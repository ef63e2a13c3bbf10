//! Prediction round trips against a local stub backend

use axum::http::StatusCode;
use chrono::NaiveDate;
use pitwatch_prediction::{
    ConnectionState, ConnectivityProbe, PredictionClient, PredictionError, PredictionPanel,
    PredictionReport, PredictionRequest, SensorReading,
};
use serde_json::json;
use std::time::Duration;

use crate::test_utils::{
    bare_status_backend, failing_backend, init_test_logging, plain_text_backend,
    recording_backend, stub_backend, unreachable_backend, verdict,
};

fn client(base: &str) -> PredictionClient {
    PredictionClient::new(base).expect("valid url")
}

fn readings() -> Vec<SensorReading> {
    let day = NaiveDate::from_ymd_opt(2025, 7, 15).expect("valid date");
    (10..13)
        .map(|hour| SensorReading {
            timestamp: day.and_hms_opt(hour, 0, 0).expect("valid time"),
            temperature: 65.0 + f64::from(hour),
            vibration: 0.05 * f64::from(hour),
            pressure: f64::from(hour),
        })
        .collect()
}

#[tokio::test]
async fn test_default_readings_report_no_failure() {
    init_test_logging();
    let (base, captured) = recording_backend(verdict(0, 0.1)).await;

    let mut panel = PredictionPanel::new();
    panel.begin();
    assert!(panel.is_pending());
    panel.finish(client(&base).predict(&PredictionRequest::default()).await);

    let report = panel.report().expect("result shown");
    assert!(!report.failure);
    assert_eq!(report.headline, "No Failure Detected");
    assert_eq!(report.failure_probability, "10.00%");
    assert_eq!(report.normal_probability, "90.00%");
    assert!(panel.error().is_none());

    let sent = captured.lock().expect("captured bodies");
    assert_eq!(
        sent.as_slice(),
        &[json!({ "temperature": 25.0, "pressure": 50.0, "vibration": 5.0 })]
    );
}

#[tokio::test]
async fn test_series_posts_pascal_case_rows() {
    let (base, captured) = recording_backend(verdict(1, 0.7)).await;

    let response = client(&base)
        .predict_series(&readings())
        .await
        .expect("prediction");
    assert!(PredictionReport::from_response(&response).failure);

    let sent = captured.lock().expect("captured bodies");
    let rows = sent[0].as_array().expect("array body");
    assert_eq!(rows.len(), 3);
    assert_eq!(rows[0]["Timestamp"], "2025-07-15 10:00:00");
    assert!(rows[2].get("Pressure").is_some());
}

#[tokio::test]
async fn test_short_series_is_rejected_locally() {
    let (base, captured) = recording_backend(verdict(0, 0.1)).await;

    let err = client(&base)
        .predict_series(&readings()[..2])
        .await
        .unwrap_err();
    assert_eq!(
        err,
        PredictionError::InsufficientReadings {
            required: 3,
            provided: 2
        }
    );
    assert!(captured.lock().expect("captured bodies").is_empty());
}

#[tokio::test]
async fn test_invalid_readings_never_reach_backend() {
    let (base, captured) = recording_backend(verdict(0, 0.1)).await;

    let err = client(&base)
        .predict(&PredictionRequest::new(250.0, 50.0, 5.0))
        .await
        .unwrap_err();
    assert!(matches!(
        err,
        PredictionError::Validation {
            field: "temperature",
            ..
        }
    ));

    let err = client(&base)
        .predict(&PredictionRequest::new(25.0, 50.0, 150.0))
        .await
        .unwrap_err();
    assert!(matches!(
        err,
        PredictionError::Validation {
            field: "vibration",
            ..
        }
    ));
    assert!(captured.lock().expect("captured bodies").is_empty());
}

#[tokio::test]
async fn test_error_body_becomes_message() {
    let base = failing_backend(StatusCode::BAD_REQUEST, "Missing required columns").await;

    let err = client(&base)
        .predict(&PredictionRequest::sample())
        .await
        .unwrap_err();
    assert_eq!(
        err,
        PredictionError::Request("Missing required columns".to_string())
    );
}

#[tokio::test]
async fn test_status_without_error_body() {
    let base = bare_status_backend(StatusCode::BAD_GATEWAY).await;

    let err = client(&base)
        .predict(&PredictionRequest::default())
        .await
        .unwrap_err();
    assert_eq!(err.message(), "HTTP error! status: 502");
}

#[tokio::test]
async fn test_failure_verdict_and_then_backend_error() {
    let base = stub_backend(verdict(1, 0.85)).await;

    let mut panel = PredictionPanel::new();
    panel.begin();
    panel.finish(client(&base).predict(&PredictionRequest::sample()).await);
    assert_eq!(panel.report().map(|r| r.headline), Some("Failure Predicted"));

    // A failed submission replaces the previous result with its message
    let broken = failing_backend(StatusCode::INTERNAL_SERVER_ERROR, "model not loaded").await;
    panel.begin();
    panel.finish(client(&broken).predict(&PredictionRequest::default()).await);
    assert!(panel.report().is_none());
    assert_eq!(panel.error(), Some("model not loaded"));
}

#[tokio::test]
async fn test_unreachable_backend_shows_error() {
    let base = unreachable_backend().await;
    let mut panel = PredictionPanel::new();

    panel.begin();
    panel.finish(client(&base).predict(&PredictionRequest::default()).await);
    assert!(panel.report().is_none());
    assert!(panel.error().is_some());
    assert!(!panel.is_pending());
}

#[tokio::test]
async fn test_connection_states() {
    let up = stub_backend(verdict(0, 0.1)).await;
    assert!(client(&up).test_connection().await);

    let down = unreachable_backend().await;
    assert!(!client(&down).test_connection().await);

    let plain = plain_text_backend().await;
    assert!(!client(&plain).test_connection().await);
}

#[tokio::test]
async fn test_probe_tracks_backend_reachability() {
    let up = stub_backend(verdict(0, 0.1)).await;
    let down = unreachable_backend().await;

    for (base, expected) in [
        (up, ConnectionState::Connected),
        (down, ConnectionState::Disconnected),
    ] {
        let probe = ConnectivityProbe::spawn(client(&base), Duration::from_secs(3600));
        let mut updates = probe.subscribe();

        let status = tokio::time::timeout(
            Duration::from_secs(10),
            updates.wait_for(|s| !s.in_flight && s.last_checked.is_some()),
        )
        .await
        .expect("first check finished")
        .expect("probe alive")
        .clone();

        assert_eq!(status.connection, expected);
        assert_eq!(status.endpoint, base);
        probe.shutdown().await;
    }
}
...
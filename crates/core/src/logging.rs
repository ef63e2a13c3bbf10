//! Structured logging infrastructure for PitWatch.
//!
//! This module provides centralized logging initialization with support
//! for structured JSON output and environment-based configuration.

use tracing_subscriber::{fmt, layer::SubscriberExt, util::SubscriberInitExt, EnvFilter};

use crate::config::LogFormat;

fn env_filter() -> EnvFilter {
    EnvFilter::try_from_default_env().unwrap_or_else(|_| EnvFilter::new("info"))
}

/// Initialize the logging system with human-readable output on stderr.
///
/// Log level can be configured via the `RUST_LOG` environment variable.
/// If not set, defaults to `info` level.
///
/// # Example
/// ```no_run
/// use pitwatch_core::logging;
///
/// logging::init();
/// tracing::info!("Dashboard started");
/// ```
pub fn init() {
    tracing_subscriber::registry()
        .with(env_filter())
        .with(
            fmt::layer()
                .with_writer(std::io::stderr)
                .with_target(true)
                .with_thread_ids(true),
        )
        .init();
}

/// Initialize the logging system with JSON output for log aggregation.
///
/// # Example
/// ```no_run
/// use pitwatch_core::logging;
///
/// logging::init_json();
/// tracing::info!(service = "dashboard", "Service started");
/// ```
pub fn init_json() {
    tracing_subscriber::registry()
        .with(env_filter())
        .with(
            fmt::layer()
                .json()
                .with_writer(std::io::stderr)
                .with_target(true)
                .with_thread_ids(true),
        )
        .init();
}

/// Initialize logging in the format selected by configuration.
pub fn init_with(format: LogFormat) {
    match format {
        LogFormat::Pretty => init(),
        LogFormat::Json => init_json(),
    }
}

WHAT YOU HAVE TO DO
Check each line of the material for "hour". Copy the ones that have it.

YOUR SOLUTION
        .map(|hour| SensorReading {
            timestamp: day.and_hms_opt(hour, 0, 0).expect("valid time"),
            temperature: 65.0 + f64::from(hour),
            vibration: 0.05 * f64::from(hour),
            pressure: f64::from(hour),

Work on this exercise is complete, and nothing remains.